2. Represents shares owned by Mendelson International Corporation whose stock is owned solely by the Reporting Person and Victor Mendelson, the brother of the Reporting Person.
3. Represents shares owned by EAM Management Limited Partners, a partnership whose sole general partner is a corporation controlled by the Reporting Person.
4. Represents shares held for the benefit of the Reporting Person by the HEICO Corporation 401(k), based on a plan statement dated October 31, 2016
5. Represents shares held for the Reporting Person by the HEICO Leadership Compensation Plan (409A Plan).
6. The Reporting Person owns directly Options entitling the Reporting Person to purchase an aggregate of 244,141 shares of Common Stock at an exercise price of $16.1751 per share, as adjusted for stock splits and stock dividends. These Options become exercisable on various dates and expire on September 14, 2019.
7. The Reporting Person owns directly Options entitling the Reporting Person to purchase an aggregate of 195,313 shares of Common Stock at an exercise price of $21.4426 per share, as adjusted for stock splits and stock dividends. These Options become exercisable on various dates and expire on September 13, 2020.
8. The Reporting Person owns directly Options entitling the Reporting Person to purchase an aggregate of 156,250 shares of Common Stock at an exercise price of $31.1232 per share, as adjusted for stock splits and stock dividends.

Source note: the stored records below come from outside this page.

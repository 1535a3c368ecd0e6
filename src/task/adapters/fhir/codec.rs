//! Bidirectional mapping between [`Task`] and the CarePlan wire model.
//!
//! Decoding is deliberately permissive: the backend is treated as a
//! producer of loosely-structured data, so malformed or partial
//! resources degrade to absent or default fields instead of failing.
//! The single hard requirement is a usable resource identifier:
//! without one the resource cannot be addressed and is discarded.

use super::models::{
    ActivityDetail, CarePlan, CarePlanActivity, Extension, Period, Reference,
    ASSOCIATED_ENCOUNTER_EXTENSION_URL, DUE_KIND_EXTENSION_URL, PRIORITY_EXTENSION_URL,
};
use crate::task::domain::{
    Assignee, AssigneeKind, DueKind, PatientId, Task, TaskData, TaskDueDate, TaskId, TaskPriority,
    TaskStatus, VisitId, VisitRelativeDueDate,
};
use chrono::{DateTime, Utc};
use tracing::warn;
use uuid::Uuid;

/// Decodes a CarePlan resource into a task.
///
/// Returns `None` only when the resource id is missing or not a UUID;
/// every other irregularity degrades: a plan with no activities, no
/// detail, and no extensions decodes to a task with an empty name and
/// absent optional fields.
#[must_use]
pub fn decode(care_plan: &CarePlan) -> Option<Task> {
    let id = decode_id(care_plan)?;
    let detail = care_plan
        .activity
        .first()
        .and_then(|activity| activity.detail.as_ref());

    let name = detail
        .and_then(|d| d.description.clone())
        .unwrap_or_default();
    let status = detail.and_then(|d| d.status.as_deref()).map(decode_status);
    let extensions = detail.map(|d| d.extension.as_slice()).unwrap_or_default();
    let scheduled_end = detail
        .and_then(|d| d.scheduled_period.as_ref())
        .and_then(|period| period.end.as_deref())
        .and_then(parse_instant);

    Some(Task::from_parts(TaskData {
        id: Some(id),
        name,
        status,
        due_date: decode_due_date(extensions, scheduled_end),
        rationale: care_plan.description.clone(),
        assignee: detail.and_then(|d| decode_assignee(&d.performer)),
        priority: decode_priority(extensions),
        created_date: care_plan.created.as_deref().and_then(parse_instant),
        created_by: care_plan
            .author
            .as_ref()
            .and_then(|author| author.display.clone()),
    }))
}

/// Encodes a task as a full CarePlan resource for the given patient.
///
/// The resource id is carried only when the task has one, so the same
/// function serves create (no id) and full-replace (id present).
/// Backend-assigned provenance (`created`, `author`) is written back
/// when known; under full-replace semantics omitting it would erase it.
#[must_use]
pub fn encode(task: &Task, patient: &PatientId) -> CarePlan {
    CarePlan {
        resource_type: Some("CarePlan".to_owned()),
        id: task.id().map(|id| id.to_string()),
        status: Some(if task.completed() { "completed" } else { "active" }.to_owned()),
        intent: Some("plan".to_owned()),
        description: task.rationale().map(str::to_owned),
        subject: Some(Reference::to(format!("Patient/{patient}"))),
        created: task.created_date().map(|created| created.to_rfc3339()),
        author: task.created_by().map(|author| Reference {
            reference: None,
            display: Some(author.to_owned()),
        }),
        activity: vec![CarePlanActivity {
            detail: Some(encode_detail(task)),
        }],
    }
}

fn encode_detail(task: &Task) -> ActivityDetail {
    let mut extension = Vec::new();
    let mut scheduled_period = None;

    if let Some(due_date) = task.due_date() {
        extension.push(Extension::code(
            DUE_KIND_EXTENSION_URL,
            due_date.kind().as_str(),
        ));
        if let Some(visit) = due_date.visit() {
            extension.push(Extension::reference(
                ASSOCIATED_ENCOUNTER_EXTENSION_URL,
                Reference::to(format!("Encounter/{visit}")),
            ));
        }
        // An empty period is written for unresolved visit-relative due
        // dates; the backend fills `end` once the visit concludes.
        scheduled_period = Some(Period {
            start: None,
            end: due_date.resolved_date().map(|end| end.to_rfc3339()),
        });
    }

    if let Some(priority) = task.priority() {
        extension.push(Extension::code(PRIORITY_EXTENSION_URL, priority.as_str()));
    }

    ActivityDetail {
        description: Some(task.name().to_owned()),
        status: Some(task.status().as_str().to_owned()),
        performer: task.assignee().map(encode_performer).into_iter().collect(),
        scheduled_period,
        extension,
    }
}

fn encode_performer(assignee: &Assignee) -> Reference {
    let resource = match assignee.kind() {
        AssigneeKind::Person => "Practitioner",
        AssigneeKind::Role => "PractitionerRole",
    };
    Reference {
        reference: Some(format!("{resource}/{}", assignee.id())),
        display: assignee.display().map(str::to_owned),
    }
}

fn decode_id(care_plan: &CarePlan) -> Option<TaskId> {
    let raw = care_plan.id.as_deref()?;
    match Uuid::parse_str(raw) {
        Ok(uuid) => Some(TaskId::from_uuid(uuid)),
        Err(_) => {
            warn!(id = raw, "discarding care plan with non-UUID id");
            None
        }
    }
}

fn decode_status(raw: &str) -> TaskStatus {
    TaskStatus::try_from(raw).unwrap_or_else(|err| {
        warn!(%err, "unknown activity status; defaulting to not-started");
        TaskStatus::NotStarted
    })
}

/// Resolves the due-date union from the due-kind extension, falling
/// back to a plain date when only `scheduledPeriod.end` is present
/// (resources written before the extension existed carry no kind).
fn decode_due_date(
    extensions: &[Extension],
    scheduled_end: Option<DateTime<Utc>>,
) -> Option<TaskDueDate> {
    let kind = find_extension(extensions, DUE_KIND_EXTENSION_URL)
        .and_then(|ext| ext.value_code.as_deref())
        .and_then(|code| match DueKind::try_from(code) {
            Ok(kind) => Some(kind),
            Err(err) => {
                warn!(%err, "ignoring unknown due-kind code");
                None
            }
        });
    let visit = decode_visit(extensions);

    match kind {
        Some(DueKind::Date) => scheduled_end.map(TaskDueDate::Date),
        Some(DueKind::ThisVisit) => Some(TaskDueDate::ThisVisit(
            VisitRelativeDueDate::from_parts(visit, scheduled_end),
        )),
        Some(DueKind::NextVisit) => Some(TaskDueDate::NextVisit(
            VisitRelativeDueDate::from_parts(visit, scheduled_end),
        )),
        None => scheduled_end.map(TaskDueDate::Date),
    }
}

fn decode_visit(extensions: &[Extension]) -> Option<VisitId> {
    let reference = find_extension(extensions, ASSOCIATED_ENCOUNTER_EXTENSION_URL)?
        .value_reference
        .as_ref()?
        .reference
        .as_deref()?;
    let Some(raw) = reference.strip_prefix("Encounter/") else {
        warn!(reference, "ignoring associated encounter with foreign reference");
        return None;
    };
    match Uuid::parse_str(raw) {
        Ok(uuid) => Some(VisitId::from_uuid(uuid)),
        Err(_) => {
            warn!(reference, "ignoring associated encounter with non-UUID id");
            None
        }
    }
}

fn decode_priority(extensions: &[Extension]) -> Option<TaskPriority> {
    let code = find_extension(extensions, PRIORITY_EXTENSION_URL)?
        .value_code
        .as_deref()?;
    match TaskPriority::try_from(code) {
        Ok(priority) => Some(priority),
        Err(err) => {
            warn!(%err, "ignoring unknown priority code");
            None
        }
    }
}

/// Picks the assignee from the performer list: the first reference with
/// a recognized scheme wins, unrecognized schemes are skipped.
fn decode_assignee(performers: &[Reference]) -> Option<Assignee> {
    performers.iter().find_map(decode_performer)
}

fn decode_performer(performer: &Reference) -> Option<Assignee> {
    let reference = performer.reference.as_deref()?;
    let assignee = if let Some(raw) = reference.strip_prefix("Practitioner/") {
        Uuid::parse_str(raw).ok().map(Assignee::person)
    } else if let Some(raw) = reference.strip_prefix("PractitionerRole/") {
        Uuid::parse_str(raw).ok().map(Assignee::role)
    } else {
        None
    };
    let Some(assignee) = assignee else {
        warn!(reference, "skipping performer with unrecognized reference");
        return None;
    };
    Some(match performer.display.as_deref() {
        Some(display) => assignee.with_display(display),
        None => assignee,
    })
}

fn find_extension<'a>(extensions: &'a [Extension], url: &str) -> Option<&'a Extension> {
    extensions.iter().find(|ext| ext.url == url)
}

fn parse_instant(raw: &str) -> Option<DateTime<Utc>> {
    match DateTime::parse_from_rfc3339(raw) {
        Ok(instant) => Some(instant.with_timezone(&Utc)),
        Err(err) => {
            warn!(raw, %err, "ignoring unparseable instant");
            None
        }
    }
}
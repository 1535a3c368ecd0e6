//! FHIR adapters: CarePlan wire models, the Task ⇄ CarePlan codec, and
//! the REST repository client.

pub mod codec;
mod models;
mod rest;

pub use models::{
    ActivityDetail, Bundle, BundleEntry, CarePlan, CarePlanActivity, Extension, Period, Reference,
    ASSOCIATED_ENCOUNTER_EXTENSION_URL, DUE_KIND_EXTENSION_URL, PRIORITY_EXTENSION_URL,
};
pub use rest::{FhirClientError, FhirTaskRepository};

These Options become exercisable on various dates and expire on September 12, 2021.
9. The Reporting Person owns directly Options entitling the Reporting Person to purchase an aggregate of 62,500 shares of Common Stock at an exercise price of $41.8160 per share, as adjusted for stock splits and stock dividends. These Options become exercisable on various dates and expire on June 10, 2023.
10. These Options become exercisable 20% per year over five years from the date of Grant.
11. The Reporting Person owns directly Options entitling the Reporting Person to purchase an aggregate of 62,500 shares of Class A Common Stock at an exercise price of $30.1760 per share, as adjusted for stock splits and stock dividends. These Options become exercisable on various dates and expire on June 10, 2023.
Remarks:
/s/ Eric A. Mendelson 12/12/2016
** Signature of Reporting Person Date
Reminder: Report on a separate line for each class of securities beneficially owned directly or indirectly.
* If the form is filed by more than one reporting person, see Instruction 4 (b)(v).
** Intentional misstatements or omissions of facts constitute Federal Criminal Violations See 18 U.S.C. 1001 and 15 U.S.C. 78ff(a).